Worse, feeling no ownership of the code, my strategy was to minimally disturb the code as it existed while implementing new features or bug fixes, which meant the status quo remained. Fortunately, around a year ago I finally got over this last hump and made the decision to gradually start modernizing the code. And that’s where things got fun.
One of the biggest problems with this code is that data access and business logic are littered throughout the code, with absolutely no separation between data and views. And, remember, it’s duplicated. Often. So the first order of business? Build a real data access layer, and do it such that the new code could live beside the old. Of course, this last requirement was fairly easy since there was no pre-existing data access layer to live beside…
So, in the last year, I’ve built at least a dozen CFCs that, slowly but surely, are beginning to encompass large portions of the (thankfully fairly simple) data model and attendant business logic. Then, as I’ve implemented new features or fixed bugs, I’ve migrated old business logic into the new data access layer and then updated old code to use the new object layer. Gradually, the old code is eroding away. Very gradually.
Finally, after a year of this, after chipping away and chipping away, finally, while there’s still loads of legacy code kicking around (including a surprising amount of simply dead code… apparently my predecessor didn’t understand how version control systems work–if you want to remove code, remove it, don’t comment it out!), the tide is slowly starting to turn. More and more often, bugs that need to be fixed are getting fixed in one place. New features are able to leverage the object layer, cutting down development time and bugs. And some major new features coming down the pipe will be substantially easier to build with this new infrastructure in place. It’s really incredibly satisfying, in a god-damn-this-is-how-it-should-be sort of way.

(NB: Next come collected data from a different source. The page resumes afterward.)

//! Job worker that claims due jobs from the queue and runs their handlers.

use std::collections::HashMap;
use std::sync::Arc;
use std::time::{Duration, Instant};

use tokio::sync::{broadcast, mpsc, Notify, RwLock};
use tokio::task::JoinSet;
use tokio::time::sleep;
use tracing::{debug, error, info, instrument, warn};
use uuid::Uuid;

use versebank_core::{defaults, Error, Job, JobRepository, JobType, Result};

use crate::handler::{JobContext, JobHandler, JobResult};
use crate::DEFAULT_POLL_INTERVAL_MS;

/// Configuration for the job worker.
#[derive(Debug, Clone)]
pub struct WorkerConfig {
    /// Polling interval in milliseconds.
    pub poll_interval_ms: u64,
    /// Maximum number of concurrent jobs.
    pub max_concurrent_jobs: usize,
    /// Per-job execution limit in seconds.
    pub job_timeout_secs: u64,
    /// Whether to enable job processing.
    pub enabled: bool,
}

impl Default for WorkerConfig {
    fn default() -> Self {
        Self {
            poll_interval_ms: DEFAULT_POLL_INTERVAL_MS,
            max_concurrent_jobs: defaults::JOB_MAX_CONCURRENT,
            job_timeout_secs: defaults::JOB_TIMEOUT_SECS,
            enabled: true,
        }
    }
}

impl WorkerConfig {
    /// Create config from environment variables (with defaults).
    ///
    /// | Variable | Default | Description |
    /// |----------|---------|-------------|
    /// | `JOB_WORKER_ENABLED` | `true` | Enable/disable job processing |
    /// | `JOB_MAX_CONCURRENT` | `1` | Max concurrent jobs |
    /// | `JOB_POLL_INTERVAL_MS` | `500` | Polling interval when queue is empty |
    /// | `JOB_TIMEOUT_SECS` | `300` | Per-job execution limit |
    pub fn from_env() -> Self {
        let enabled = std::env::var("JOB_WORKER_ENABLED")
            .map(|v| v != "false" && v != "0")
            .unwrap_or(true);

        let max_concurrent_jobs = std::env::var("JOB_MAX_CONCURRENT")
            .ok()
            .and_then(|v| v.parse::<usize>().ok())
            .unwrap_or(defaults::JOB_MAX_CONCURRENT)
            .max(1);

        let poll_interval_ms = std::env::var("JOB_POLL_INTERVAL_MS")
            .ok()
            .and_then(|v| v.parse::<u64>().ok())
            .unwrap_or(DEFAULT_POLL_INTERVAL_MS);

        let job_timeout_secs = std::env::var("JOB_TIMEOUT_SECS")
            .ok()
            .and_then(|v| v.parse::<u64>().ok())
            .unwrap_or(defaults::JOB_TIMEOUT_SECS);

        Self {
            poll_interval_ms,
            max_concurrent_jobs,
            job_timeout_secs,
            enabled,
        }
    }

    /// Create a new config with custom poll interval.
    pub fn with_poll_interval(mut self, ms: u64) -> Self {
        self.poll_interval_ms = ms;
        self
    }

    /// Set maximum concurrent jobs.
    pub fn with_max_concurrent(mut self, max: usize) -> Self {
        self.max_concurrent_jobs = max.max(1);
        self
    }

    /// Set the per-job execution limit.
    pub fn with_job_timeout(mut self, secs: u64) -> Self {
        self.job_timeout_secs = secs;
        self
    }

    /// Enable or disable job processing.
    pub fn with_enabled(mut self, enabled: bool) -> Self {
        self.enabled = enabled;
        self
    }
}

/// Event emitted by the job worker.
#[derive(Debug, Clone)]
pub enum WorkerEvent {
    /// A job was started.
    JobStarted { job_id: Uuid, job_type: JobType },
    /// Job progress was updated.
    JobProgress {
        job_id: Uuid,
        percent: i32,
        message: Option<String>,
    },
    /// A job completed successfully.
    JobCompleted { job_id: Uuid, job_type: JobType },
    /// A job failed.
    JobFailed {
        job_id: Uuid,
        job_type: JobType,
        error: String,
    },
    /// Worker started.
    WorkerStarted,
    /// Worker stopped.
    WorkerStopped,
}

/// Handle for controlling a running worker.
pub struct WorkerHandle {
    shutdown_tx: mpsc::Sender<()>,
    event_rx: broadcast::Receiver<WorkerEvent>,
}

impl WorkerHandle {
    /// Signal the worker to shut down once in-flight jobs finish.
    pub async fn shutdown(&self) -> Result<()> {
        self.shutdown_tx
            .send(())
            .await
            .map_err(|_| Error::Internal("Failed to send shutdown signal".into()))?;
        Ok(())
    }

    /// Get a receiver for worker events.
    pub fn events(&self) -> broadcast::Receiver<WorkerEvent> {
        self.event_rx.resubscribe()
    }
}

type HandlerMap = Arc<RwLock<HashMap<JobType, Arc<dyn JobHandler>>>>;

/// Job worker that processes jobs from the queue.
pub struct JobWorker {
    jobs: Arc<dyn JobRepository>,
    notify: Option<Arc<Notify>>,
    config: WorkerConfig,
    handlers: HandlerMap,
    event_tx: broadcast::Sender<WorkerEvent>,
}

impl JobWorker {
    /// Create a new job worker.
    pub fn new(jobs: Arc<dyn JobRepository>, config: WorkerConfig) -> Self {
        let (event_tx, _) = broadcast::channel(defaults::EVENT_BUS_CAPACITY);
        Self {
            jobs,
            notify: None,
            config,
            handlers: Arc::new(RwLock::new(HashMap::new())),
            event_tx,
        }
    }

    /// Wake from the idle sleep as soon as `notify` fires.
    pub fn with_notify(mut self, notify: Arc<Notify>) -> Self {
        self.notify = Some(notify);
        self
    }

    /// Register a handler for a job type.
    pub async fn register_handler<H: JobHandler + 'static>(&self, handler: H) {
        let job_type = handler.job_type();
        let mut handlers = self.handlers.write().await;
        handlers.insert(job_type, Arc::new(handler));
        debug!(?job_type, "Registered job handler");
    }

    /// Start the worker and return a handle for control.
    pub fn start(self) -> WorkerHandle {
        let (shutdown_tx, mut shutdown_rx) = mpsc::channel(1);
        let event_rx = self.event_tx.subscribe();

        tokio::spawn(async move {
            self.run(&mut shutdown_rx).await;
        });

        WorkerHandle {
            shutdown_tx,
            event_rx,
        }
    }

    /// Claim up to `max_concurrent_jobs` due jobs, run them to completion,
    /// and repeat. Sleeps only when nothing is due.
    #[instrument(skip(self, shutdown_rx), fields(subsystem = "jobs", component = "worker"))]
    async fn run(&self, shutdown_rx: &mut mpsc::Receiver<()>) {
        if !self.config.enabled {
            info!("Job worker is disabled, not starting");
            return;
        }

        info!(
            poll_interval_ms = self.config.poll_interval_ms,
            max_concurrent = self.config.max_concurrent_jobs,
            job_timeout_secs = self.config.job_timeout_secs,
            "Job worker started"
        );
        let _ = self.event_tx.send(WorkerEvent::WorkerStarted);

        while shutdown_rx.try_recv().is_err() {
            let mut batch = self.claim_batch().await;
            if batch.is_empty() {
                if !self.wait_for_work(shutdown_rx).await {
                    break;
                }
                continue;
            }

            debug!(claimed = batch.len(), "Running claimed jobs");
            while let Some(joined) = batch.join_next().await {
                if let Err(e) = joined {
                    error!(error = ?e, "Job task panicked");
                }
            }
        }

        info!("Job worker stopped");
        let _ = self.event_tx.send(WorkerEvent::WorkerStopped);
    }

    /// Claim and spawn due jobs, at most `max_concurrent_jobs` of them.
    async fn claim_batch(&self) -> JoinSet<()> {
        let mut batch = JoinSet::new();
        let job_types: Vec<JobType> = self.handlers.read().await.keys().copied().collect();
        if job_types.is_empty() {
            return batch;
        }

        while batch.len() < self.config.max_concurrent_jobs {
            let job = match self.jobs.claim_next_for_types(&job_types).await {
                Ok(Some(job)) => job,
                Ok(None) => break,
                Err(e) => {
                    error!(error = %e, error_kind = e.kind(), "Failed to claim job");
                    break;
                }
            };
            let runner = self.runner();
            batch.spawn(runner.run(job));
        }
        batch
    }

    /// Idle until the poll interval elapses or an enqueue is signalled.
    /// Returns false when shutdown was requested instead.
    async fn wait_for_work(&self, shutdown_rx: &mut mpsc::Receiver<()>) -> bool {
        let poll_interval = Duration::from_millis(self.config.poll_interval_ms);
        let enqueued = async {
            match &self.notify {
                Some(notify) => notify.notified().await,
                None => std::future::pending().await,
            }
        };

        tokio::select! {
            _ = shutdown_rx.recv() => {
                info!("Job worker received shutdown signal");
                false
            }
            _ = sleep(poll_interval) => true,
            _ = enqueued => {
                debug!("Woken by enqueue");
                true
            }
        }
    }

    fn runner(&self) -> JobRunner {
        JobRunner {
            jobs: self.jobs.clone(),
            handlers: self.handlers.clone(),
            event_tx: self.event_tx.clone(),
            job_timeout: Duration::from_secs(self.config.job_timeout_secs),
        }
    }

    /// Get a receiver for worker events.
    pub fn events(&self) -> broadcast::Receiver<WorkerEvent> {
        self.event_tx.subscribe()
    }

    /// Jobs waiting in the queue, due or not.
    pub async fn pending_count(&self) -> Result<i64> {
        self.jobs.pending_count().await
    }
}

/// Runs one claimed job on its own task and records the outcome.
struct JobRunner {
    jobs: Arc<dyn JobRepository>,
    handlers: HandlerMap,
    event_tx: broadcast::Sender<WorkerEvent>,
    job_timeout: Duration,
}

impl JobRunner {
    #[instrument(
        skip(self, job),
        fields(subsystem = "jobs", component = "worker", job_id = %job.id, job_type = %job.job_type)
    )]
    async fn run(self, job: Job) {
        let start = Instant::now();
        let (job_id, job_type) = (job.id, job.job_type);

        info!("Processing job");
        let _ = self
            .event_tx
            .send(WorkerEvent::JobStarted { job_id, job_type });

        let result = self.invoke(job).await;
        let duration_ms = start.elapsed().as_millis() as u64;

        match result {
            JobResult::Success(data) => match self.jobs.complete(job_id, data).await {
                Ok(()) => {
                    info!(duration_ms, "Job completed");
                    let _ = self
                        .event_tx
                        .send(WorkerEvent::JobCompleted { job_id, job_type });
                }
                Err(e) => error!(error = %e, "Failed to mark job as completed"),
            },
            JobResult::Failed(error) => match self.jobs.fail(job_id, &error).await {
                Ok(()) => {
                    warn!(%error, duration_ms, "Job failed");
                    let _ = self.event_tx.send(WorkerEvent::JobFailed {
                        job_id,
                        job_type,
                        error,
                    });
                }
                Err(e) => error!(error = %e, "Failed to mark job as failed"),
            },
        }
    }

    /// Hand the job to its handler under the execution limit.
    async fn invoke(&self, job: Job) -> JobResult {
        let (job_id, job_type) = (job.id, job.job_type);
        let Some(handler) = self.handlers.read().await.get(&job_type).cloned() else {
            warn!("No handler registered for job type");
            return JobResult::Failed(format!("No handler for job type: {}", job_type));
        };

        let event_tx = self.event_tx.clone();
        let jobs = self.jobs.clone();
        let ctx = JobContext::new(job).with_progress_callback(move |percent, message| {
            let message = message.map(String::from);
            let jobs = jobs.clone();
            let persisted = message.clone();
            tokio::spawn(async move {
                if let Err(e) = jobs
                    .update_progress(job_id, percent, persisted.as_deref())
                    .await
                {
                    debug!(%job_id, error = %e, "Failed to persist job progress");
                }
            });
            let _ = event_tx.send(WorkerEvent::JobProgress {
                job_id,
                percent,
                message,
            });
        });

        match tokio::time::timeout(self.job_timeout, handler.execute(ctx)).await {
            Ok(result) => result,
            Err(_) => {
                let limit = self.job_timeout.as_secs();
                warn!(timeout_secs = limit, "Job timed out");
                JobResult::Failed(format!("Job exceeded timeout of {}s", limit))
            }
        }
    }
}

/// Builder for creating a job worker with handlers.
pub struct WorkerBuilder {
    jobs: Arc<dyn JobRepository>,
    notify: Option<Arc<Notify>>,
    config: WorkerConfig,
    handlers: Vec<Box<dyn JobHandler>>,
}

impl WorkerBuilder {
    /// Create a new worker builder.
    pub fn new(jobs: Arc<dyn JobRepository>) -> Self {
        Self {
            jobs,
            notify: None,
            config: WorkerConfig::default(),
            handlers: Vec::new(),
        }
    }

    /// Set the worker configuration.
    pub fn with_config(mut self, config: WorkerConfig) -> Self {
        self.config = config;
        self
    }

    /// Wake the worker whenever `notify` fires instead of waiting out the
    /// poll interval.
    pub fn with_notify(mut self, notify: Arc<Notify>) -> Self {
        self.notify = Some(notify);
        self
    }

    /// Add a handler.
    pub fn with_handler<H: JobHandler + 'static>(mut self, handler: H) -> Self {
        self.handlers.push(Box::new(handler));
        self
    }

    /// Build and return the worker.
    pub async fn build(self) -> JobWorker {
        let mut worker = JobWorker::new(self.jobs, self.config);
        if let Some(notify) = self.notify {
            worker = worker.with_notify(notify);
        }

        {
            let mut handlers = worker.handlers.write().await;
            for handler in self.handlers {
                handlers.insert(handler.job_type(), Arc::from(handler));
            }
        }

        worker
    }
}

The funny thing is, this kind of approach goes very much against my natural instincts. Conservative by nature, I’m often the last person to start rewriting code. However, if there’s one thing this project has taught me (along with a couple wonderfully excited, eager co-workers), it’s that sometimes you really do have to gut the basement to fix the cracks in the foundation. And sometimes, you just gotta tear the whole house down.